BAFTA-winning make-up and visual effects designer

Born: March 5, 1949;

Died: February 12, 2018

DORKA Nieradzik, who has died of cancer aged 68, was an accomplished make-up, hair and visual effects designer who was awarded a special award by BAFTA in 2000 and an MBE - for services to drama - in 2004, such was her impact on the film and television industries that she had dreamed of entering since she was a child.

She was born in Poland but when she was young the family relocated to her Scottish mother Alice’s birthplace, and she was brought up in Chirnside, Berwickshire. Her father George had been a bank manager and was a trained pharmacist whilst her mother turned her hand to teaching, working at the Pringles knitwear factory and opening a small shop.

Dorka attended Berwickshire High School and it was there that she announced to her classmates that she intended to work in television make-up: a bold claim which engendered howls of derision. She was determined though, and after abandoning art college after one year she studied hairdressing in Newcastle before relocating to London. She worked backstage at the National Theatre and then became wardrobe mistress at the Young Vic, before being offered a job at the BBC - to which she had been doggedly applying - as a make-up trainee.

As was commonplace at the time, she learnt her craft and gradually moved from trainee to artist to supervisor/designer.
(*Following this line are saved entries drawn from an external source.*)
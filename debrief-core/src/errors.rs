//! レジストリ操作のエラー型

use debrief_host::HostError;
use thiserror::Error;

/// ターゲット登録・操作で発生するエラー
///
/// このコアで発生するエラーはどれもプロセス致命ではありません。
/// フィールド単位の検証失敗はエラーにならず、警告ログ＋既定値で
/// 処理が続行されます（`sanitize` 参照）。
#[derive(Debug, Error)]
pub enum DebriefError {
    /// ターゲット識別子が不正（登録全体が中断される唯一の検証失敗）
    #[error("invalid target identifier: {0:?}")]
    Validation(String),

    /// 正規化後のターゲットが登録IDと一致しない
    #[error("sanitized target `{actual}` does not match registration id `{expected}`")]
    TargetMismatch { expected: String, actual: String },

    /// 未登録のターゲット
    #[error("unknown target `{0}`")]
    UnknownTarget(String),

    /// 未知または空のグループ
    #[error("unknown or empty group `{0}`")]
    UnknownGroup(String),

    /// ホスト環境のエラー
    #[error(transparent)]
    Host(#[from] HostError),

    /// 永続化の失敗
    #[error("persistence failed: {0}")]
    Persistence(String),
}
In the latter category she oversaw classics of every genres: comedies such as Last of the Summer Wine (1979-83), Yes, Minister (1980), and Only Fools and Horses (1989); dramas including Play for Today (1980-82) and By the Sword Divided (1983); and small screen mainstays like Top of the Pops (1981) and EastEnders (1986).

She made an especial mark on the science fiction series Doctor Who, which she joined in 1980 when it was undergoing a visual renaissance under new producer John Nathan-Turner. She came up with ideas for alien creatures which were both beautiful and strange, otherworldly yet practical. The gold and green skinned Argolin in her first story, The Leisure Hive (1980) were a stunning example of this, although even they were eclipsed by her make-up for leading man Tom Baker (who had to be aged several hundred years) which remained one of her proudest achievements. She worked on nine Doctor Who adventures in all, designing such memorable creations as the Watcher (Logopolis, 1981), some particularly ghastly mutants (Revelation of the Daleks, 1985) and the Kandyman (The Happiness Patrol, 1988).
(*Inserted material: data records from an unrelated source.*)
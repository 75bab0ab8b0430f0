//! ホスト環境のエラー型

use thiserror::Error;

/// ホスト環境の操作で発生するエラー
#[derive(Debug, Error)]
pub enum HostError {
    /// 識別子がホスト環境に束縛されていない
    #[error("entity `{0}` is not bound in the host environment")]
    EntityMissing(String),

    /// 識別子は存在するが呼び出し可能ではない
    #[error("entity `{0}` is not callable")]
    NotCallable(String),

    /// 識別子は存在するが変数ではない
    #[error("entity `{0}` is not a variable")]
    NotAVariable(String),

    /// スロットに既にインターセプタが取り付けられている
    #[error("an interceptor is already installed on `{0}`")]
    InterceptorBusy(String),

    /// 取り外すべきインターセプタが存在しない（ハンドルが古い）
    #[error("no matching interceptor installed on `{0}`")]
    NoInterceptor(String),

    /// 未定義のイベント名
    #[error("event `{0}` is not defined")]
    UnknownEvent(String),

    /// 対象のオブザーバが見つからない
    #[error("no matching observer on `{0}`")]
    NoObserver(String),
}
When she left the BBC she was in demand for high profile productions including Karaoke and Cold Lazarus (by Dennis Potter, 1996) and the ratings topping ITV drama Foyle’s War (2002/03) but she finally settled into feature films, becoming the personal hair and make-up artist of the actor Clive Owen. Her work with him included Stephen Poliakoff’s Century (1993), Closer (Mike Nichols, 2004), King Arthur (2004), Children of Men (Alfonso Cuaron, 2006), Elizabeth: The Golden Age (2007) and Valerian and the City of a Thousand Planets (Luc Besson, 2017).

She won a BAFTA for her work on John Schlesinger’s 1995 production of Cold Comfort Fram and Royal Television Society awards for A Perfect Spy (1987) and Ashenden (1991). She was also nominated for awards for Far from the Madding Crowd (1998) and Perfect Strangers (2001).

She is survived by her father, George, her older sister - the costume designer and artist Anushia Nieradzik - and younger brother David. She was also very close to the daughters of her younger sister Eva Pilbrow (who predeceased her): one, Lydia, has followed her aunt into the make-up profession whilst the other, Aurora, is an actress and puppeteer.